====== Provided material

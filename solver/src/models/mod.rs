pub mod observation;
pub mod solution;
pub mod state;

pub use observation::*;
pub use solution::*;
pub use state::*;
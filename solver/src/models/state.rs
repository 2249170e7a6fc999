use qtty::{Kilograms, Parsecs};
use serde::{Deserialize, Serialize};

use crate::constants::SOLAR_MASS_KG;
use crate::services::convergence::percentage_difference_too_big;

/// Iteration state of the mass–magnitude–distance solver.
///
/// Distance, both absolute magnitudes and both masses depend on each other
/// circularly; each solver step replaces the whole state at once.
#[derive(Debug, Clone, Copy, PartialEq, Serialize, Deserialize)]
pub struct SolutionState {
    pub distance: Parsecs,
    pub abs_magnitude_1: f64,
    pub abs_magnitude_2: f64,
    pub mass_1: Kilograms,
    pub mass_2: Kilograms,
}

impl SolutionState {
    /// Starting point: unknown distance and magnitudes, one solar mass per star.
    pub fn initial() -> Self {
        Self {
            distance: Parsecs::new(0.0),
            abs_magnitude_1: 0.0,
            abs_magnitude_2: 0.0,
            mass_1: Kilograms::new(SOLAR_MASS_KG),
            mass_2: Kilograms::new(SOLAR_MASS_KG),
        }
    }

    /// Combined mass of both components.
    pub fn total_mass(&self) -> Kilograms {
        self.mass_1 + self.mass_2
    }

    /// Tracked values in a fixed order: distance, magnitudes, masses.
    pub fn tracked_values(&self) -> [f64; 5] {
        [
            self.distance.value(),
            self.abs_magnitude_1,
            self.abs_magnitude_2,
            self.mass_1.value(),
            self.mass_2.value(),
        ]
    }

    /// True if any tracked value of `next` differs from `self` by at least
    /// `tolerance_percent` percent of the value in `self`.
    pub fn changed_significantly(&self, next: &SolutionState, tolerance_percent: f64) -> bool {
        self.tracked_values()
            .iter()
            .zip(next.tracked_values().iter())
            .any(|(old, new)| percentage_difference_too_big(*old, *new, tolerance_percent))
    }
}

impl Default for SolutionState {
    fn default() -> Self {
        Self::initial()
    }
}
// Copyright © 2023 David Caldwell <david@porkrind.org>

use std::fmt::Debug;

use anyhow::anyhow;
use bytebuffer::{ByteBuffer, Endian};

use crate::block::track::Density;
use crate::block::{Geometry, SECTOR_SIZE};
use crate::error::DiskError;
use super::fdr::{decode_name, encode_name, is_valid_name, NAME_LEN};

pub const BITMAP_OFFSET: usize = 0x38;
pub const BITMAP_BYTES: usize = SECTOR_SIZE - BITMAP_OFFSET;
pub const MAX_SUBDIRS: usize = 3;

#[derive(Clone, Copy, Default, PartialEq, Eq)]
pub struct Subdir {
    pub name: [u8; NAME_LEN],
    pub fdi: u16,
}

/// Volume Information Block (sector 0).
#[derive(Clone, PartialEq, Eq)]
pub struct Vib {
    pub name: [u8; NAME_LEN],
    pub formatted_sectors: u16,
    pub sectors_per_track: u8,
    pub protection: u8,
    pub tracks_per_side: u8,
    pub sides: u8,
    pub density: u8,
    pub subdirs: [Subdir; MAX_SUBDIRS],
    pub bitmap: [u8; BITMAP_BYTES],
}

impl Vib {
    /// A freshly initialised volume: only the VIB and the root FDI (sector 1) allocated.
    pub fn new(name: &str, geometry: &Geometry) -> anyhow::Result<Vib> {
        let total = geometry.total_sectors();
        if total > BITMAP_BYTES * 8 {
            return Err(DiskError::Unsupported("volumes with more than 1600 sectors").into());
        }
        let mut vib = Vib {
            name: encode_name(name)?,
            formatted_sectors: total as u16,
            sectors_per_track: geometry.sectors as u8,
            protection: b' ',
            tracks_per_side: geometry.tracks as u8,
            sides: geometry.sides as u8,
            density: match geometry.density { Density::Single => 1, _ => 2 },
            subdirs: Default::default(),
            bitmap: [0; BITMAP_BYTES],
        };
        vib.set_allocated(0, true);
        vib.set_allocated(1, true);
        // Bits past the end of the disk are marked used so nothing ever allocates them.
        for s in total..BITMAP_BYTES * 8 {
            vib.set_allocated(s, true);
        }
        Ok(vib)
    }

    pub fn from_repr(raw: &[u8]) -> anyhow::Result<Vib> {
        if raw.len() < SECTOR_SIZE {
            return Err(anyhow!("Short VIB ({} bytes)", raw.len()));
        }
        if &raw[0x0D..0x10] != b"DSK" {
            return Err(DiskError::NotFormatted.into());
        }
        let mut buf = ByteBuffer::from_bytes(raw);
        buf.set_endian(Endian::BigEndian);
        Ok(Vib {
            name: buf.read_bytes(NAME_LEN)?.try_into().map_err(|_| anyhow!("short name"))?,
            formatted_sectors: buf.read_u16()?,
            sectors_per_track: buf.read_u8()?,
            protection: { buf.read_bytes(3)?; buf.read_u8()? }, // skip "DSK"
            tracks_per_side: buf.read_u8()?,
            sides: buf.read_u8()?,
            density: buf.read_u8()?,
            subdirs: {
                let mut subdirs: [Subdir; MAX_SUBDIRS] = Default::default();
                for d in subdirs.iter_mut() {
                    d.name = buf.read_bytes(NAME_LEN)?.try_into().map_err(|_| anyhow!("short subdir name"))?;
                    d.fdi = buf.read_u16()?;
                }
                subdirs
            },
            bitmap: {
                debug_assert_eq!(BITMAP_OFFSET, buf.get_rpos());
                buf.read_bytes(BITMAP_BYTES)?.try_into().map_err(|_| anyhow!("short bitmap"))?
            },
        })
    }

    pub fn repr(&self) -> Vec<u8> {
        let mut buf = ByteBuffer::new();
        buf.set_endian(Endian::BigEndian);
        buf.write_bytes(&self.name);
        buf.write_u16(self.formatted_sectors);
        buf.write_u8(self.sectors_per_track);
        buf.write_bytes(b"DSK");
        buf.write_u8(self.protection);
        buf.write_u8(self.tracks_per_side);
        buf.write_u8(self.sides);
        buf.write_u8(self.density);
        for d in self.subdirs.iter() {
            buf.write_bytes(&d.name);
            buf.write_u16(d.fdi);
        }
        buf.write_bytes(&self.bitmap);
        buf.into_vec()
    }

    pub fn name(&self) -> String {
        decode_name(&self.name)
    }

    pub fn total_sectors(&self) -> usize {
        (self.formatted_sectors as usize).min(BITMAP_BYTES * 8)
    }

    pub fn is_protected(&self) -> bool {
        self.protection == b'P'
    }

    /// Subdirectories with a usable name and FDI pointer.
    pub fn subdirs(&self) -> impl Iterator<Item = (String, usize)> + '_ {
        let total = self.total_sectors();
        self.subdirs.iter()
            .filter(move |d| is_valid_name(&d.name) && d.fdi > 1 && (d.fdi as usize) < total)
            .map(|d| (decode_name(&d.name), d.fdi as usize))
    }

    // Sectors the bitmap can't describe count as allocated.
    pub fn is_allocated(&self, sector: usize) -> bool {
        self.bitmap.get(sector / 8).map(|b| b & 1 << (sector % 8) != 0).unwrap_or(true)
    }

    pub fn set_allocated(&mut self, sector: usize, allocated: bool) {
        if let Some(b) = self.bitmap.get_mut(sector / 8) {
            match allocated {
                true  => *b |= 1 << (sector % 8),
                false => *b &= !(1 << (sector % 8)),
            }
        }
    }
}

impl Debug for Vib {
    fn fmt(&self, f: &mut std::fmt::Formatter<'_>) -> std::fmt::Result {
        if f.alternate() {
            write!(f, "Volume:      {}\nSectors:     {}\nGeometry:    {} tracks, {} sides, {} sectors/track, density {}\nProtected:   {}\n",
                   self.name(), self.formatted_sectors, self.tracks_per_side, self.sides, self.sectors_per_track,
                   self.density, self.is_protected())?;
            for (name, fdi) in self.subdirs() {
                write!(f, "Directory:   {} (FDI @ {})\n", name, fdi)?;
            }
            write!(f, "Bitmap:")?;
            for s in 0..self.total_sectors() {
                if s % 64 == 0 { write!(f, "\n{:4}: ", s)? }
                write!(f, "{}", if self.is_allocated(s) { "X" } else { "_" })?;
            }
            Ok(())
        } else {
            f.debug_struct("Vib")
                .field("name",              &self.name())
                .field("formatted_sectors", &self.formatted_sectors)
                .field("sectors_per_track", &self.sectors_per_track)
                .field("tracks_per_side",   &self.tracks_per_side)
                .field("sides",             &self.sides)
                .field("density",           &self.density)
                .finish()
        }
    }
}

============

#### To do
In the listing, how many lines carry the string "Kilograms"? Answer with a number only.

#### Response to the task
6